Your assignment: Take every line from the entries below that includes the word "supporting" and copy it.

Data for review:
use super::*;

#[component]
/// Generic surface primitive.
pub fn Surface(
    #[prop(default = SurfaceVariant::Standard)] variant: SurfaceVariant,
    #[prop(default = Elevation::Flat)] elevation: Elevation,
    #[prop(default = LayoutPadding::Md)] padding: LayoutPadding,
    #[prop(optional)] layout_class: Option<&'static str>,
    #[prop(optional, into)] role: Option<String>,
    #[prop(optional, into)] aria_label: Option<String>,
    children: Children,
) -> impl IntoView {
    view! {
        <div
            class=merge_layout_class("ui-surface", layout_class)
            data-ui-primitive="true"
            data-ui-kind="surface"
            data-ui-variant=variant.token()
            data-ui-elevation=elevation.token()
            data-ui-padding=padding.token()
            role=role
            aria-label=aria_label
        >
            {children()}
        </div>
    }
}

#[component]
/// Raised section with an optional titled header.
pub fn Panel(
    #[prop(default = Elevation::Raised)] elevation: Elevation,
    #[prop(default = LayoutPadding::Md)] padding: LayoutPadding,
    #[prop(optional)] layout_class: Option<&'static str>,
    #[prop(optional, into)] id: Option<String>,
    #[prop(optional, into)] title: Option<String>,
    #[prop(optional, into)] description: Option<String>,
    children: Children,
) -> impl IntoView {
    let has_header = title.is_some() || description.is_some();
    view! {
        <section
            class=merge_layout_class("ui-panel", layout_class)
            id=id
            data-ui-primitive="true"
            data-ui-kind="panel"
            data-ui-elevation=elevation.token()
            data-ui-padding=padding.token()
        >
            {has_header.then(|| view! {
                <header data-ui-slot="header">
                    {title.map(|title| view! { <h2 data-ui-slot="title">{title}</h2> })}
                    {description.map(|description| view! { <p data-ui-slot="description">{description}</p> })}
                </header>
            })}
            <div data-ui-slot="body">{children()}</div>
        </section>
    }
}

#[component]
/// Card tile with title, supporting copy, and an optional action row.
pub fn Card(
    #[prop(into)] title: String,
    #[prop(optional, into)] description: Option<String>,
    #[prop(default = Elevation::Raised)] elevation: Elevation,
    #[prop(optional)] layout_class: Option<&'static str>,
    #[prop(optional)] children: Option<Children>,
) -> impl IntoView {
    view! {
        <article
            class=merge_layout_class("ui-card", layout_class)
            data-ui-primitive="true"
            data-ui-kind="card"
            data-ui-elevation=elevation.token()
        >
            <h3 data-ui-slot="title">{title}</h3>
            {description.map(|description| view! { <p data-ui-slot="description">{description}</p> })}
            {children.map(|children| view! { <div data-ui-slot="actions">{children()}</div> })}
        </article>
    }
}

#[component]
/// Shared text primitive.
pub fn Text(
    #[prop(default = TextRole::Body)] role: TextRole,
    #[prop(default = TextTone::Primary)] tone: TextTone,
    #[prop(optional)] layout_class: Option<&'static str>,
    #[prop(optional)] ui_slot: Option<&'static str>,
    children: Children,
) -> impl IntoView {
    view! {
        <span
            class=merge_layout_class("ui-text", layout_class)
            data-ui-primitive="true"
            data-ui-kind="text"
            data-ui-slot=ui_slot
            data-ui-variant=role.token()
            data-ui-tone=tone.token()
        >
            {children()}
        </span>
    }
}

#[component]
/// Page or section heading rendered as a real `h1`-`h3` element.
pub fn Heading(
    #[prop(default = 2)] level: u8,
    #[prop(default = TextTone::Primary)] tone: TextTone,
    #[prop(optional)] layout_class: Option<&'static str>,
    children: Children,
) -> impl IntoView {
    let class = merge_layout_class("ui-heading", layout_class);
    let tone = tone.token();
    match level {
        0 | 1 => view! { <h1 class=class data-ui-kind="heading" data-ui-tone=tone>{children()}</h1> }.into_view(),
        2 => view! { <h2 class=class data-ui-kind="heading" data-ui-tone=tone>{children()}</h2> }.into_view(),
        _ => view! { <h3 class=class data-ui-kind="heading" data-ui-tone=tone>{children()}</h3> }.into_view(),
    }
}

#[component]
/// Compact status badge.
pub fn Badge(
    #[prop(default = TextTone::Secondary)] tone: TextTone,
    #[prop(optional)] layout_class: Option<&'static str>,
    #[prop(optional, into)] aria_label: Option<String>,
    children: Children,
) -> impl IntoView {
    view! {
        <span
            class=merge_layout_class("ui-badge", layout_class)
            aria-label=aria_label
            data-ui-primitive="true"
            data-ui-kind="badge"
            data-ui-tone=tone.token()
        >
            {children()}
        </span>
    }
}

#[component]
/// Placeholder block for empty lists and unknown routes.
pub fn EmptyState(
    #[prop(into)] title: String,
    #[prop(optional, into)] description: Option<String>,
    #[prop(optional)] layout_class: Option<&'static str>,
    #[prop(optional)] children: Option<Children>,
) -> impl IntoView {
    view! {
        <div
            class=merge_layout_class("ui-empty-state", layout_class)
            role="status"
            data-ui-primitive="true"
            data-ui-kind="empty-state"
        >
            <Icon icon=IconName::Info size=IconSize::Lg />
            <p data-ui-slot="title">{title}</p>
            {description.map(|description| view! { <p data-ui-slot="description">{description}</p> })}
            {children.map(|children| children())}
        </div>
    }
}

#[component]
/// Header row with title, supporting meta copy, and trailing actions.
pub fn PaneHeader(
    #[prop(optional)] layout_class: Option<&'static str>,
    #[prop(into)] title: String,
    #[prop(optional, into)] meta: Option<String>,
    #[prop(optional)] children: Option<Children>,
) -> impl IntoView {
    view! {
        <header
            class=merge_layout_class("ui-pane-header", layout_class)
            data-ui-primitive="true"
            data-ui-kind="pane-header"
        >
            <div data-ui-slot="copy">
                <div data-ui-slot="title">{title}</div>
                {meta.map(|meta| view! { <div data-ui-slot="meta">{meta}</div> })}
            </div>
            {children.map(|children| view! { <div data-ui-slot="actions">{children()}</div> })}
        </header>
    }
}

---

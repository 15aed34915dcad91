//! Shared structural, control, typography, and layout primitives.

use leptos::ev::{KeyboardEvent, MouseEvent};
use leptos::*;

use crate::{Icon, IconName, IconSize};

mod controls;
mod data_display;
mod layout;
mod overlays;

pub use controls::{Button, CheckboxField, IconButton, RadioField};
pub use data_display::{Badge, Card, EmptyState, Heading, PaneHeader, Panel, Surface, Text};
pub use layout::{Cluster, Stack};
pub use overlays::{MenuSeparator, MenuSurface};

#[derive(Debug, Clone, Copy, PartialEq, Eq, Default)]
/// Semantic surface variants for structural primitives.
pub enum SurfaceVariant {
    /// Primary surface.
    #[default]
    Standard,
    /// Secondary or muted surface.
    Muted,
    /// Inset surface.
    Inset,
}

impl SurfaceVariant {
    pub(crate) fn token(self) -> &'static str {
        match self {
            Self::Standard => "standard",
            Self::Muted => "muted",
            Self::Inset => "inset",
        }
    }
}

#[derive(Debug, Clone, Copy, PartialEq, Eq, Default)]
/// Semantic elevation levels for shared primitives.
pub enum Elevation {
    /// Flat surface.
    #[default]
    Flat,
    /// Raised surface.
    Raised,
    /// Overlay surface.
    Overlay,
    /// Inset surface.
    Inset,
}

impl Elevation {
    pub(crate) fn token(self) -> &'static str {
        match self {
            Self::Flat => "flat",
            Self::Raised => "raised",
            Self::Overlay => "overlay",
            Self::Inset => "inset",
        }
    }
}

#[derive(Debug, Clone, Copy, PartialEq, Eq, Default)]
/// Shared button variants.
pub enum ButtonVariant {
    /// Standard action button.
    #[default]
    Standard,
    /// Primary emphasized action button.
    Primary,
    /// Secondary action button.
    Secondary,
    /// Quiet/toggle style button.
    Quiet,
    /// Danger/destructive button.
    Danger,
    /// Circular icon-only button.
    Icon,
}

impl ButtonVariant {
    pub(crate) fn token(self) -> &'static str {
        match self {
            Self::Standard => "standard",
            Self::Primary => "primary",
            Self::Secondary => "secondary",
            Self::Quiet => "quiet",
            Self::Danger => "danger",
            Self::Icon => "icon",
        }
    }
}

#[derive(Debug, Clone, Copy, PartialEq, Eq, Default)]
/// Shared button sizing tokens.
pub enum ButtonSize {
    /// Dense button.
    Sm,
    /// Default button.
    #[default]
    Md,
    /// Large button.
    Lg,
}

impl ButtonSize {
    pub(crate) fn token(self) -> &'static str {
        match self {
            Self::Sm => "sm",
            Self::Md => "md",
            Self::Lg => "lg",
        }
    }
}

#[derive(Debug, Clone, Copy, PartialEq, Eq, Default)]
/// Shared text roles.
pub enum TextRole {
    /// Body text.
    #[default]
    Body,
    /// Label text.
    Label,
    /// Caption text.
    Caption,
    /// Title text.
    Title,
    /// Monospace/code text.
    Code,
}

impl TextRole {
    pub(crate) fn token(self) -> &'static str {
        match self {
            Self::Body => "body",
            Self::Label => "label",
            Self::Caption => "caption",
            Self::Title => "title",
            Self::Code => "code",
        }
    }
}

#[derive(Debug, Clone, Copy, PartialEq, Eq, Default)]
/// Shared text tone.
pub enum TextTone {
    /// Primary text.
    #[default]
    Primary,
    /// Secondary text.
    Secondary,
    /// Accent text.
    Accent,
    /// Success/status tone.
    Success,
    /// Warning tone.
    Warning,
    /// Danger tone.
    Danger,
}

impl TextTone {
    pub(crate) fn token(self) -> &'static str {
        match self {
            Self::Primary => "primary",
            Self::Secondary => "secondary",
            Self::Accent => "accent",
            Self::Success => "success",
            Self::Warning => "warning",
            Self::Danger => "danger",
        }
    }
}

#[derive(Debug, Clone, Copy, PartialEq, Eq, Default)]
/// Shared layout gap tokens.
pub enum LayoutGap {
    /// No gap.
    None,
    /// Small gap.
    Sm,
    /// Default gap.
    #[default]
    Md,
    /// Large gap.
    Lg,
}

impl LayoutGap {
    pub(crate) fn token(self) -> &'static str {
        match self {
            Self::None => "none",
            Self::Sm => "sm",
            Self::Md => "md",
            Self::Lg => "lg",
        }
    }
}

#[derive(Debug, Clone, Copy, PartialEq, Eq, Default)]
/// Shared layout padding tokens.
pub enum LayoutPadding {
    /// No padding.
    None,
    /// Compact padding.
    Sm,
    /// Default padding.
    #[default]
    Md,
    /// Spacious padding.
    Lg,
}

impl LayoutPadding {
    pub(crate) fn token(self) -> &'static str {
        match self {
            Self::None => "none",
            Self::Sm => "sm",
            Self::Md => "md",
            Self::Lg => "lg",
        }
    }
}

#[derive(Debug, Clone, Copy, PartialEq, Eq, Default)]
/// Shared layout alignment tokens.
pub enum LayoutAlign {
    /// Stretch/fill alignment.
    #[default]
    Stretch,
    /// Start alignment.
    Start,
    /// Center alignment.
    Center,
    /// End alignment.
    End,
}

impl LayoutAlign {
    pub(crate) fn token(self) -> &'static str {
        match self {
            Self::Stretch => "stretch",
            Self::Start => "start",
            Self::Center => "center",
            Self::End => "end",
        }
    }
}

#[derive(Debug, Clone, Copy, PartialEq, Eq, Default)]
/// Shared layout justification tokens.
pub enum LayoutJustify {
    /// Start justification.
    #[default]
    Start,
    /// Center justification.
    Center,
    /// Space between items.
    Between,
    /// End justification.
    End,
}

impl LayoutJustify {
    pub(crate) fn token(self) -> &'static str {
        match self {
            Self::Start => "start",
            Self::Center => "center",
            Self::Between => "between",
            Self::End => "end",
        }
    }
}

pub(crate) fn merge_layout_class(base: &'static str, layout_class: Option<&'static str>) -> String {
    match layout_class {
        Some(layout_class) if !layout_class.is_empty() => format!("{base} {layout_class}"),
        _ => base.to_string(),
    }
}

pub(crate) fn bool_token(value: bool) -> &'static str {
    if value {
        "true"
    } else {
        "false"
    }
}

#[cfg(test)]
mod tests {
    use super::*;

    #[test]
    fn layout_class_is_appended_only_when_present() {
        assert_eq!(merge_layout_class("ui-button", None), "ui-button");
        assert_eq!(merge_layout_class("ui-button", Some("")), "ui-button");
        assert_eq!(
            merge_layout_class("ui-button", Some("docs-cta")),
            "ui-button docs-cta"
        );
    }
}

--

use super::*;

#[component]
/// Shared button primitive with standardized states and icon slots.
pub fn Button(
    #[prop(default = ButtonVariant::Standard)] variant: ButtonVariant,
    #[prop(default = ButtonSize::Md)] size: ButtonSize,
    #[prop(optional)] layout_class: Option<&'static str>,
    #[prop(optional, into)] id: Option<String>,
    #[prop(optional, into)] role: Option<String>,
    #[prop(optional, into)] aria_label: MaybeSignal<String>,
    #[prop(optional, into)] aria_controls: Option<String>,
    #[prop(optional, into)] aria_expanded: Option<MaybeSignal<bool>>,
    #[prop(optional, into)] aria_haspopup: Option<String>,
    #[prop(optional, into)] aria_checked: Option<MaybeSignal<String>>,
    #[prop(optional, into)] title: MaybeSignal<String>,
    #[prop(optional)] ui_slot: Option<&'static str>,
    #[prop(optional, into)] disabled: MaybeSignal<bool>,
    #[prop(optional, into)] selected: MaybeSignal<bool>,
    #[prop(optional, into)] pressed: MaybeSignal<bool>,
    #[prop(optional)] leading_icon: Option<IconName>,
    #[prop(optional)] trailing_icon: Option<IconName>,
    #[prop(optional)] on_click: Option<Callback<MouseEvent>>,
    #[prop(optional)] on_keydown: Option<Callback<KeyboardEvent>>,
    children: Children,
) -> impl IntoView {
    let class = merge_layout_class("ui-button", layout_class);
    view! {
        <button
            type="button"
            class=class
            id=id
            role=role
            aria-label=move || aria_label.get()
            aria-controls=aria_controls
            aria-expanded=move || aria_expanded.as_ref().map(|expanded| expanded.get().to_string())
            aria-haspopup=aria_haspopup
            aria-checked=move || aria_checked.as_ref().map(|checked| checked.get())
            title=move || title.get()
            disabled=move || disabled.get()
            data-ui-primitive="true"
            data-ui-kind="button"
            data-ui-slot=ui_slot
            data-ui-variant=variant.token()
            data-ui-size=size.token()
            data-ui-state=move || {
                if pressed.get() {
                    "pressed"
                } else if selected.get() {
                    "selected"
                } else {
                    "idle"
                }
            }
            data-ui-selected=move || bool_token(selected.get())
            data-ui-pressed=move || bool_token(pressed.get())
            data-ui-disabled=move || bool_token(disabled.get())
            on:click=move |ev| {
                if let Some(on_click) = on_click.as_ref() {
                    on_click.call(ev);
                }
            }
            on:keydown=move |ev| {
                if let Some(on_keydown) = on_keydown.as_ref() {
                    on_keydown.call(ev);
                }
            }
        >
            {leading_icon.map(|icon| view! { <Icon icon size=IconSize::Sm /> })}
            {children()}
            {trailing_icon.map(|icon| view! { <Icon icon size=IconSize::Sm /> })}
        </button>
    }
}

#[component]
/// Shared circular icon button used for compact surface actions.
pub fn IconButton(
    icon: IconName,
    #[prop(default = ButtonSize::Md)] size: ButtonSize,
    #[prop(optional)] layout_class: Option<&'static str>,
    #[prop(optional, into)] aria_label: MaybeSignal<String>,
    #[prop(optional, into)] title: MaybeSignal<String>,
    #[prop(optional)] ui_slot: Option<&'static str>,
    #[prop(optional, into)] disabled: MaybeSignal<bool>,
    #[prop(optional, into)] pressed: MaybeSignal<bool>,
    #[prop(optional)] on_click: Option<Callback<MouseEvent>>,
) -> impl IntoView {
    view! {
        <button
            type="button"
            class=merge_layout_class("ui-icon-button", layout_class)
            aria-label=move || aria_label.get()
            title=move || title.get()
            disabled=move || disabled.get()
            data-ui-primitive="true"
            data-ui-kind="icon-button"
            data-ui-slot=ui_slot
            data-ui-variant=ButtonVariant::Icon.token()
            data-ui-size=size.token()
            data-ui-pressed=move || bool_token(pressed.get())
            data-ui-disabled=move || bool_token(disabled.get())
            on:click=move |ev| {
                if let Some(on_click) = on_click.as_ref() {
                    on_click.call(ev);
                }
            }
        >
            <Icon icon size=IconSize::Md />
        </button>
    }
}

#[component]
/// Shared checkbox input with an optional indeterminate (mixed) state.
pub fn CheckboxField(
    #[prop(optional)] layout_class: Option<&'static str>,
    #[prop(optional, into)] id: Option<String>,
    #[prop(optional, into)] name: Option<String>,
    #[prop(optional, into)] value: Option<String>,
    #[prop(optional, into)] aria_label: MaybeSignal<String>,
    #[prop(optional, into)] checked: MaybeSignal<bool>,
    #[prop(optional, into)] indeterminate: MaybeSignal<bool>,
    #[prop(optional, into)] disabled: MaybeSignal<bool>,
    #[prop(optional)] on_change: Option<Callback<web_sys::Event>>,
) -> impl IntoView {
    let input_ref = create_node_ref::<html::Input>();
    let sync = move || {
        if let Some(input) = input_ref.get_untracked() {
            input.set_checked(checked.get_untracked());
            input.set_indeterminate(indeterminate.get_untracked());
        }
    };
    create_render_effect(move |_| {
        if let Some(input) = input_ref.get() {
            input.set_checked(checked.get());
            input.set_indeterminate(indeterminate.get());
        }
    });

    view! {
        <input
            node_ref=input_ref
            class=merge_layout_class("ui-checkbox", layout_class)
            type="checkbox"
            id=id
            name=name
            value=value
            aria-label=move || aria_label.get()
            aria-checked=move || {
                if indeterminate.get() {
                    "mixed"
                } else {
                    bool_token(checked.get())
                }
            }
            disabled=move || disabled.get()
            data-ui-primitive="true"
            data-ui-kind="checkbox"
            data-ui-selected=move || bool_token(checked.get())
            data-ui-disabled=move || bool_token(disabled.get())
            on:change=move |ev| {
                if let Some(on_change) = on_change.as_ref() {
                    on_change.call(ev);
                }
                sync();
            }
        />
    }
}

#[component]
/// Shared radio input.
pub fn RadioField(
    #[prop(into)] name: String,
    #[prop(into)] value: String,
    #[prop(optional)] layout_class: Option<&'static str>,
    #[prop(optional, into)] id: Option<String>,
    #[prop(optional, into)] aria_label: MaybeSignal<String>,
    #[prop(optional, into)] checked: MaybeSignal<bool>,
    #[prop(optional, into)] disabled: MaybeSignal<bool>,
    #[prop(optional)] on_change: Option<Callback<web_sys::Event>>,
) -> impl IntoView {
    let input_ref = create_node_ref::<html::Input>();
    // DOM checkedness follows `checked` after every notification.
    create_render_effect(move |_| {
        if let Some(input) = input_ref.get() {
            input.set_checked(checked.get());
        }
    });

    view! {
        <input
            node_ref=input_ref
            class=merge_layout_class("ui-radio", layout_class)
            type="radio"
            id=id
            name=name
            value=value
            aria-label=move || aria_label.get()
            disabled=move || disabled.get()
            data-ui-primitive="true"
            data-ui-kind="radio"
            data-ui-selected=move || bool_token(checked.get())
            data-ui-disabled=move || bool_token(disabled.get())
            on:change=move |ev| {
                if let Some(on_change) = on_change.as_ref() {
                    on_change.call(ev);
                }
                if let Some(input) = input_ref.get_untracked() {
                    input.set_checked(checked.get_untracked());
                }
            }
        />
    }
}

Answer to this task:
/// Card tile with title, supporting copy, and an optional action row.
/// Header row with title, supporting meta copy, and trailing actions.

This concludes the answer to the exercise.